Semantic versioning allows us to use branch names and tag releases for our various modules based on their own lifecycles. We don't need a new branch for each new major version of Drupal, and we can distribute more predictable updates to end users through Composer with major, minor, and patch versions of our modules.

When we first switched to semantic versioning, we created new branches based on the minor version. Thus, we went from an 8.x-2.x branch off of which we tagged releases to a 3.0.x branch. We never quite knew when to tag a patch versus a minor release in this scenario (i.e., 3.0.1 vs. 3.1.0) and created a situation where we'd have more branches to maintain than we really cared to (3.0.x, 3.1.x, 3.2.x, etc.).

We determined instead to start creating branches named only for the major version (3.x, 4.x, etc.) with release tags that still primarily use minor versions (3.0.0, 3.1.0, 3.2.0, etc.). This will permit us to focus on maintaining a single branch for each module until we need to introduce breaking changes while accommodating the occasional need to backport bug fixes to previous minor versions.

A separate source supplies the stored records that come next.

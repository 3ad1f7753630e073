use crate::{
    foundation::{core::ClipRect, error::FilterResult},
    graph::node::{MorphologyOp, MorphologyParams},
    pixel::buffer::PixelBuffer,
};

use super::{EffectContext, copy_input};

/// Separable erode/dilate over premultiplied pixels, horizontal then vertical.
///
/// The window is clipped to the input region; an axis with a zero device radius is skipped.
pub(crate) fn apply(
    p: &MorphologyParams,
    ctx: &EffectContext<'_>,
    input: &PixelBuffer,
    out: &mut PixelBuffer,
) -> FilterResult<()> {
    let clip = out.clip().intersect(input.clip());
    ctx.check_canvas("morphology", clip)?;

    let (dx, dy) = ctx.device_lengths(p.radius_x, p.radius_y);
    let rx = dx.round().max(0.0) as i32;
    let ry = dy.round().max(0.0) as i32;

    if rx == 0 && ry == 0 {
        copy_input(input, out, clip);
        return Ok(());
    }

    let pick: fn(u8, u8) -> u8 = match p.op {
        MorphologyOp::Erode => u8::min,
        MorphologyOp::Dilate => u8::max,
    };

    // First pass lands in a private scratch buffer so the second never reads its own output.
    let mut scratch = PixelBuffer::new(input.width(), input.height())?;
    scratch.set_clip(clip);
    if rx > 0 {
        pass(input, &mut scratch, clip, rx, true, pick);
    } else {
        scratch.copy_rect_from(input, clip);
    }

    if ry > 0 {
        pass(&scratch, out, clip, ry, false, pick);
    } else {
        out.copy_rect_from(&scratch, clip);
    }
    out.set_color_space(input.color_space());
    out.set_premultiplied(input.is_premultiplied());
    Ok(())
}

fn pass(
    src: &PixelBuffer,
    dst: &mut PixelBuffer,
    clip: ClipRect,
    radius: i32,
    horizontal: bool,
    pick: fn(u8, u8) -> u8,
) {
    for y in clip.top..clip.bottom {
        for x in clip.left..clip.right {
            let (lo, hi) = if horizontal {
                ((x - radius).max(clip.left), (x + radius).min(clip.right - 1))
            } else {
                ((y - radius).max(clip.top), (y + radius).min(clip.bottom - 1))
            };
            let mut acc = src.pixel(x, y);
            for k in lo..=hi {
                let s = if horizontal {
                    src.pixel(k, y)
                } else {
                    src.pixel(x, k)
                };
                for c in 0..4 {
                    acc[c] = pick(acc[c], s[c]);
                }
            }
            dst.set_pixel(x, y, acc);
        }
    }
}

#[cfg(test)]
#[path = "../../tests/unit/effects/morphology.rs"]
mod tests;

Backporting critical fixes

Thus, if we need to resolve a security issue impacting multiple minor versions of a module, we would apply the fix to a major version branch (2.x) to incorporate it into its next minor version release (2.2.0) and create new branches from any relevant minor version commit hashes to backport the fix into patch releases (2.0.1 and 2.1.1).

This approach allows developers to require our modules with version constraints that accept critical fixes through patch release updates vs. minor releases, which often have new features or potential UX changes they would need to review before deploying to production.

Updating existing modules

As we package new releases of our contributed modules, we will update the branch names in those projects until we achieve the same pattern across our entire ecosystem. We'd love for other contributors to do the same.

Essentially, if you have new commits in a 2.0.x branch that have not been packaged into a release yet, you would tag one final release (e.g., 2.0.3) then checkout a 2.x branch for subsequent development. From that branch you would then tag a 2.1.0, 2.2.0, etc. release as you make improvements to the module, using the strategy outlined above for backporting critical fixes to previous minor versions.

Thanks to Tom Ashe, Jakub Piasecki, and Jonathan Sacksick for their direction and implementation of this plan.